EXERCISE DETAILS:
Would you retype every entry that follows without altering a word?

DATA FOR ANALYSIS:
- - - -
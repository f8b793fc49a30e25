//! Local snapshots of a saved-item collection.
//!
//! A snapshot is a JSON document holding the ordered items of one run. It is
//! written atomically and never over an existing file: a colliding target is
//! replaced by the lowest free numbered sibling before anything is written.
use std::{
    fs,
    io::Write,
    path::{Path, PathBuf},
};

use chrono::{DateTime, Utc};
use log::{debug, error, info, trace, warn};
use serde::{Deserialize, Serialize};
use tempfile::NamedTempFile;

use crate::{next_free_path, Collection, Item, Result, SavedError};

/// Snapshot format written by this version.
pub const SNAPSHOT_VERSION: u32 = 1;

/// File name used when `--backup-read`/`--backup-write` are given bare.
pub const DEFAULT_BACKUP_FILE: &str = "redditsaved_backup.json";

#[derive(Serialize)]
struct SnapshotOut<'a> {
    version: u32,
    saved_at: DateTime<Utc>,
    items: &'a [Item],
}

#[derive(Deserialize)]
struct SnapshotIn {
    version: u32,
    #[allow(dead_code)]
    saved_at: Option<DateTime<Utc>>,
    items: Vec<Item>,
}

/// Where a snapshot actually ended up.
#[derive(Debug, Clone, PartialEq, Eq)]
pub struct StoredSnapshot {
    /// Final path of the snapshot file
    pub path: PathBuf,
    /// Whether the requested path was taken and a sibling was used instead
    pub renamed: bool,
    /// Number of items written
    pub items: usize,
}

/// Loads and stores collections as snapshot files.
#[derive(Debug, Default, Clone, Copy)]
pub struct SnapshotStore;

impl SnapshotStore {
    pub fn new() -> Self {
        Self
    }

    /// Reads the items of a snapshot, in stored order.
    ///
    /// Every failure is a [`SavedError::RestoreFailed`], which callers treat
    /// as "no backup available".
    pub fn load(&self, path: &Path) -> Result<Vec<Item>> {
        debug!("Loading snapshot from {}", path.display());

        let content = fs::read_to_string(path).map_err(|e| {
            warn!("Failed to read snapshot {}: {}", path.display(), e);
            SavedError::RestoreFailed {
                message: format!("cannot read {}: {}", path.display(), e),
            }
        })?;

        let snapshot: SnapshotIn =
            serde_json::from_str(&content).map_err(|e| SavedError::RestoreFailed {
                message: format!("corrupt snapshot {}: {}", path.display(), e),
            })?;

        if snapshot.version != SNAPSHOT_VERSION {
            return Err(SavedError::RestoreFailed {
                message: format!(
                    "unsupported snapshot version {} in {}",
                    snapshot.version,
                    path.display()
                ),
            });
        }

        info!(
            "Loaded {} items from snapshot {}",
            snapshot.items.len(),
            path.display()
        );
        Ok(snapshot.items)
    }

    /// Writes `collection` to `path`, or to the first free numbered sibling
    /// if `path` already exists.
    pub fn store(&self, collection: &Collection, path: &Path) -> Result<StoredSnapshot> {
        self.store_announcing(collection, path, |_| {})
    }

    /// Like [`store`](Self::store), but hands a renamed target to `announce`
    /// before anything is written.
    pub fn store_announcing<F>(
        &self,
        collection: &Collection,
        path: &Path,
        announce: F,
    ) -> Result<StoredSnapshot>
    where
        F: FnOnce(&Path),
    {
        let target = next_free_path(path);
        let renamed = target != path;
        if renamed {
            info!(
                "{} already exists, writing snapshot to {}",
                path.display(),
                target.display()
            );
            announce(&target);
        }

        let dir = match target.parent() {
            Some(parent) if !parent.as_os_str().is_empty() => parent.to_path_buf(),
            _ => PathBuf::from("."),
        };
        if !dir.exists() {
            debug!("Creating snapshot directory: {}", dir.display());
            fs::create_dir_all(&dir).map_err(|e| backup_failed(&target, e))?;
        }

        trace!("Serializing {} items", collection.len());
        let json = serde_json::to_string_pretty(&SnapshotOut {
            version: SNAPSHOT_VERSION,
            saved_at: Utc::now(),
            items: collection.items(),
        })?;

        let mut temp_file = NamedTempFile::new_in(&dir).map_err(|e| backup_failed(&target, e))?;
        temp_file
            .write_all(json.as_bytes())
            .and_then(|_| temp_file.flush())
            .map_err(|e| backup_failed(&target, e))?;

        // persist_noclobber: a file that appeared meanwhile is never replaced
        temp_file
            .persist_noclobber(&target)
            .map_err(|e| backup_failed(&target, e.error))?;

        info!(
            "Snapshot with {} items written to {}",
            collection.len(),
            target.display()
        );

        Ok(StoredSnapshot {
            path: target,
            renamed,
            items: collection.len(),
        })
    }
}

fn backup_failed(target: &Path, e: std::io::Error) -> SavedError {
    error!("Failed to write snapshot {}: {}", target.display(), e);
    SavedError::BackupFailed {
        message: format!("{}: {}", target.display(), e),
    }
}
- - - -
TASK RESPONSE:
repository f8b793fc49a30e25
//! Local snapshots of a saved-item collection.
//!
//! A snapshot is a JSON document holding the ordered items of one run. It is
//! written atomically and never over an existing file: a colliding target is
//! replaced by the lowest free numbered sibling before anything is written.
use std::{
    fs,
    io::Write,
    path::{Path, PathBuf},
};

use chrono::{DateTime, Utc};
use log::{debug, error, info, trace, warn};
use serde::{Deserialize, Serialize};
use tempfile::NamedTempFile;

use crate::{next_free_path, Collection, Item, Result, SavedError};

/// Snapshot format written by this version.
pub const SNAPSHOT_VERSION: u32 = 1;

/// File name used when `--backup-read`/`--backup-write` are given bare.
pub const DEFAULT_BACKUP_FILE: &str = "redditsaved_backup.json";

#[derive(Serialize)]
struct SnapshotOut<'a> {
    version: u32,
    saved_at: DateTime<Utc>,
    items: &'a [Item],
}

#[derive(Deserialize)]
struct SnapshotIn {
    version: u32,
    #[allow(dead_code)]
    saved_at: Option<DateTime<Utc>>,
    items: Vec<Item>,
}

/// Where a snapshot actually ended up.
#[derive(Debug, Clone, PartialEq, Eq)]
pub struct StoredSnapshot {
    /// Final path of the snapshot file
    pub path: PathBuf,
    /// Whether the requested path was taken and a sibling was used instead
    pub renamed: bool,
    /// Number of items written
    pub items: usize,
}

/// Loads and stores collections as snapshot files.
#[derive(Debug, Default, Clone, Copy)]
pub struct SnapshotStore;

impl SnapshotStore {
    pub fn new() -> Self {
        Self
    }

    /// Reads the items of a snapshot, in stored order.
    ///
    /// Every failure is a [`SavedError::RestoreFailed`], which callers treat
    /// as "no backup available".
    pub fn load(&self, path: &Path) -> Result<Vec<Item>> {
        debug!("Loading snapshot from {}", path.display());

        let content = fs::read_to_string(path).map_err(|e| {
            warn!("Failed to read snapshot {}: {}", path.display(), e);
            SavedError::RestoreFailed {
                message: format!("cannot read {}: {}", path.display(), e),
            }
        })?;

        let snapshot: SnapshotIn =
            serde_json::from_str(&content).map_err(|e| SavedError::RestoreFailed {
                message: format!("corrupt snapshot {}: {}", path.display(), e),
            })?;

        if snapshot.version != SNAPSHOT_VERSION {
            return Err(SavedError::RestoreFailed {
                message: format!(
                    "unsupported snapshot version {} in {}",
                    snapshot.version,
                    path.display()
                ),
            });
        }

        info!(
            "Loaded {} items from snapshot {}",
            snapshot.items.len(),
            path.display()
        );
        Ok(snapshot.items)
    }

    /// Writes `collection` to `path`, or to the first free numbered sibling
    /// if `path` already exists.
    pub fn store(&self, collection: &Collection, path: &Path) -> Result<StoredSnapshot> {
        self.store_announcing(collection, path, |_| {})
    }

    /// Like [`store`](Self::store), but hands a renamed target to `announce`
    /// before anything is written.
    pub fn store_announcing<F>(
        &self,
        collection: &Collection,
        path: &Path,
        announce: F,
    ) -> Result<StoredSnapshot>
    where
        F: FnOnce(&Path),
    {
        let target = next_free_path(path);
        let renamed = target != path;
        if renamed {
            info!(
                "{} already exists, writing snapshot to {}",
                path.display(),
                target.display()
            );
            announce(&target);
        }

        let dir = match target.parent() {
            Some(parent) if !parent.as_os_str().is_empty() => parent.to_path_buf(),
            _ => PathBuf::from("."),
        };
        if !dir.exists() {
            debug!("Creating snapshot directory: {}", dir.display());
            fs::create_dir_all(&dir).map_err(|e| backup_failed(&target, e))?;
        }

        trace!("Serializing {} items", collection.len());
        let json = serde_json::to_string_pretty(&SnapshotOut {
            version: SNAPSHOT_VERSION,
            saved_at: Utc::now(),
            items: collection.items(),
        })?;

        let mut temp_file = NamedTempFile::new_in(&dir).map_err(|e| backup_failed(&target, e))?;
        temp_file
            .write_all(json.as_bytes())
            .and_then(|_| temp_file.flush())
            .map_err(|e| backup_failed(&target, e))?;

        // persist_noclobber: a file that appeared meanwhile is never replaced
        temp_file
            .persist_noclobber(&target)
            .map_err(|e| backup_failed(&target, e.error))?;

        info!(
            "Snapshot with {} items written to {}",
            collection.len(),
            target.display()
        );

        Ok(StoredSnapshot {
            path: target,
            renamed,
            items: collection.len(),
        })
    }
}

fn backup_failed(target: &Path, e: std::io::Error) -> SavedError {
    error!("Failed to write snapshot {}: {}", target.display(), e);
    SavedError::BackupFailed {
        message: format!("{}: {}", target.display(), e),
    }
}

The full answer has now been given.